そして、ベッドにスマホを置いて頭を抱える。
ああ、じゃねぇぇぇぇぇぇぇぇぇぇぇえええええええええええええええ!!
声に出さずに、心中で叫ぶ。
断るって決めたよな!? 手に余るし、平穏な学生生活に支障をきたすから!! なのになんで電話する事許してんの!? ああって気のありそうな返事してんの!? 馬鹿じゃないの俺!?
本当に、本当に、断るつもりだった。
自分に出来る事なんて無い。助ける事なんて出来やしない。そう言って、すげなく断って終わりにするつもりだった。
そうすれば、柊の平穏な日常が戻ってくるのだから。
けれど、実際には気のありそうな返事をしてしまった。
「……」
――お願い、助けて……?
不意に思い起こされるのは、忘れ去りたい忌々しい過去。
「……バッカじゃねぇの……」
悪態一つ吐いて、身体を起こす。
今度こそ、気分転換にゲームをする。この後の事が気になり過ぎて、まったくもって気分転換になりはしなかったけれど。
〇 〇 〇
柊との電話を終えた麗はスマホをリュックに仕舞ってから部室を出る。
「あ、王子ー。

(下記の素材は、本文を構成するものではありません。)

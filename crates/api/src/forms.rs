//! Multipart form handling for registration and request submission

use axum::extract::Multipart;
use bytes::BytesMut;
use chrono::{NaiveDate, NaiveTime};
use mediadesk_core::models::UploadedFile;
use std::collections::HashMap;

use crate::error::ApiError;

/// Text fields and files of one multipart body, read fully into memory
#[derive(Debug, Default)]
pub struct MultipartForm {
    fields: HashMap<String, String>,
    files: HashMap<String, UploadedFile>,
}

impl MultipartForm {
    /// Read every part. Files larger than `max_file_bytes` are rejected while
    /// streaming; empty file parts (a form submitted without a file) are dropped.
    pub async fn read(mut multipart: Multipart, max_file_bytes: usize) -> Result<Self, ApiError> {
        let mut form = Self::default();

        while let Some(mut field) = multipart
            .next_field()
            .await
            .map_err(|e| ApiError::BadRequest(format!("Malformed multipart body: {}", e)))?
        {
            let Some(name) = field.name().map(str::to_string) else {
                continue;
            };

            match field.file_name().map(sanitize_filename) {
                Some(filename) => {
                    let content_type = field.content_type().map(str::to_string);
                    let mut data = BytesMut::new();
                    while let Some(chunk) = field
                        .chunk()
                        .await
                        .map_err(|e| ApiError::BadRequest(format!("Failed to read upload: {}", e)))?
                    {
                        if data.len() + chunk.len() > max_file_bytes {
                            tracing::warn!("Upload {} exceeded {} bytes", filename, max_file_bytes);
                            return Err(ApiError::PayloadTooLarge(max_file_bytes));
                        }
                        data.extend_from_slice(&chunk);
                    }
                    if filename.is_empty() || data.is_empty() {
                        continue;
                    }
                    form.files.insert(
                        name,
                        UploadedFile {
                            filename,
                            content_type,
                            data: data.freeze(),
                        },
                    );
                }
                None => {
                    let value = field
                        .text()
                        .await
                        .map_err(|e| ApiError::BadRequest(format!("Invalid field {}: {}", name, e)))?;
                    form.fields.insert(name, value);
                }
            }
        }

        Ok(form)
    }

    pub fn text(&self, name: &str) -> Option<&str> {
        self.fields.get(name).map(String::as_str)
    }

    pub fn optional(&self, name: &str) -> Option<String> {
        self.text(name).map(str::trim).filter(|v| !v.is_empty()).map(str::to_string)
    }

    pub fn require(&self, name: &str) -> Result<&str, ApiError> {
        self.text(name)
            .filter(|v| !v.trim().is_empty())
            .ok_or_else(|| ApiError::BadRequest(format!("{} is required", name)))
    }

    pub fn take_file(&mut self, name: &str) -> Option<UploadedFile> {
        self.files.remove(name)
    }

    #[cfg(test)]
    pub(crate) fn from_fields(fields: &[(&str, &str)]) -> Self {
        Self {
            fields: fields.iter().map(|(k, v)| (k.to_string(), v.to_string())).collect(),
            files: HashMap::new(),
        }
    }
}

/// Remove characters that are unsafe in stored file names
pub fn sanitize_filename(filename: &str) -> String {
    // Browsers on some platforms send the full client path
    let base = filename.rsplit(['/', '\\']).next().unwrap_or(filename);
    base.chars()
        .filter(|c| !c.is_control())
        .map(|c| match c {
            ':' | '*' | '?' | '"' | '<' | '>' | '|' => '_',
            _ => c,
        })
        .collect::<String>()
        .trim()
        .trim_start_matches('.')
        .to_string()
}

pub fn parse_date(field: &str, value: &str) -> Result<NaiveDate, ApiError> {
    NaiveDate::parse_from_str(value.trim(), "%Y-%m-%d")
        .map_err(|_| ApiError::BadRequest(format!("{} must be a date like 2025-03-14", field)))
}

/// Accepts `HH:MM` as sent by time inputs, or `HH:MM:SS`
pub fn parse_time(field: &str, value: &str) -> Result<NaiveTime, ApiError> {
    let value = value.trim();
    NaiveTime::parse_from_str(value, "%H:%M")
        .or_else(|_| NaiveTime::parse_from_str(value, "%H:%M:%S"))
        .map_err(|_| ApiError::BadRequest(format!("{} must be a time like 09:30", field)))
}

#[cfg(test)]
mod tests {
    use super::*;

    #[test]
    fn test_sanitize_filename() {
        assert_eq!(sanitize_filename("photo.jpg"), "photo.jpg");
        assert_eq!(sanitize_filename("C:\\Users\\asha\\stage plan.png"), "stage plan.png");
        assert_eq!(sanitize_filename("../../etc/passwd"), "passwd");
        assert_eq!(sanitize_filename("what?.png"), "what_.png");
        assert_eq!(sanitize_filename("..hidden"), "hidden");
        assert_eq!(sanitize_filename("bad\nname.txt"), "badname.txt");
    }

    #[test]
    fn test_parse_date_and_time() {
        assert_eq!(parse_date("date", "2025-03-14").unwrap(), NaiveDate::from_ymd_opt(2025, 3, 14).unwrap());
        assert!(parse_date("date", "14/03/2025").is_err());
        assert_eq!(parse_time("time", "09:30").unwrap(), NaiveTime::from_hms_opt(9, 30, 0).unwrap());
        assert_eq!(parse_time("time", "18:05:10").unwrap(), NaiveTime::from_hms_opt(18, 5, 10).unwrap());
        assert!(parse_time("time", "25:00").is_err());
    }

    #[test]
    fn test_required_and_optional_fields() {
        let form = MultipartForm::from_fields(&[("location", "Main hall"), ("note", "  ")]);
        assert_eq!(form.require("location").unwrap(), "Main hall");
        assert!(form.require("note").is_err());
        assert!(form.require("missing").is_err());
        assert_eq!(form.optional("note"), None);
    }
}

よかった、更衣室に居たんだ」
「部長。どうかしたんですか?」
部室を出たところで、剣道部の部長に声をかけられる。
休憩の終わりまではまだ少し時間がある。わざわざ後輩を迎えに来るような事でも無い。
何かあったのかと勘ぐるけれど、部長はいんやと首を横に振る。
「ちっとね、王子が気になったもんでさ」
「私が?」
「うん。なーんか元気無さげだったからさ。何かあったのかなと、部長としては心配になった訳ですよ」
と、顔色を一つも変えずに言う部長。
しかし、二週間ほどの付き合いだけれど、部長が面倒見のいい人だという事は麗も分かっている。
部長の気遣いに、素直に感謝の念がこみあげる。
「ありがとうございます、部長」
「良いって事よ。それで、なんかあったの? 部長で良ければ相談に乗るよ? なにせ、部長ですからね」
「いえ、部長の手を煩わせる程の事では無いです。プライベートな事なので」
「えー、じーまーでー?」
「はい、まじです」
「それって恋バナ? それとも突っ込んじゃダメ系?」
「うーん……まだ突っ込まれると困りますかね……」
「そっかぁ」
それだけで納得したのか、部長は残念そうな顔をする。
「恋バナなら聞きたかったんだけどなぁ」
「私には一番縁遠い話ですよ」
「えー、一番近いと思うけどなぁ」
部長は思案顔を浮かべる。
麗は王子様だのなんだのと騒がれてはいるけれど、別段男のような顔をしている訳では無い。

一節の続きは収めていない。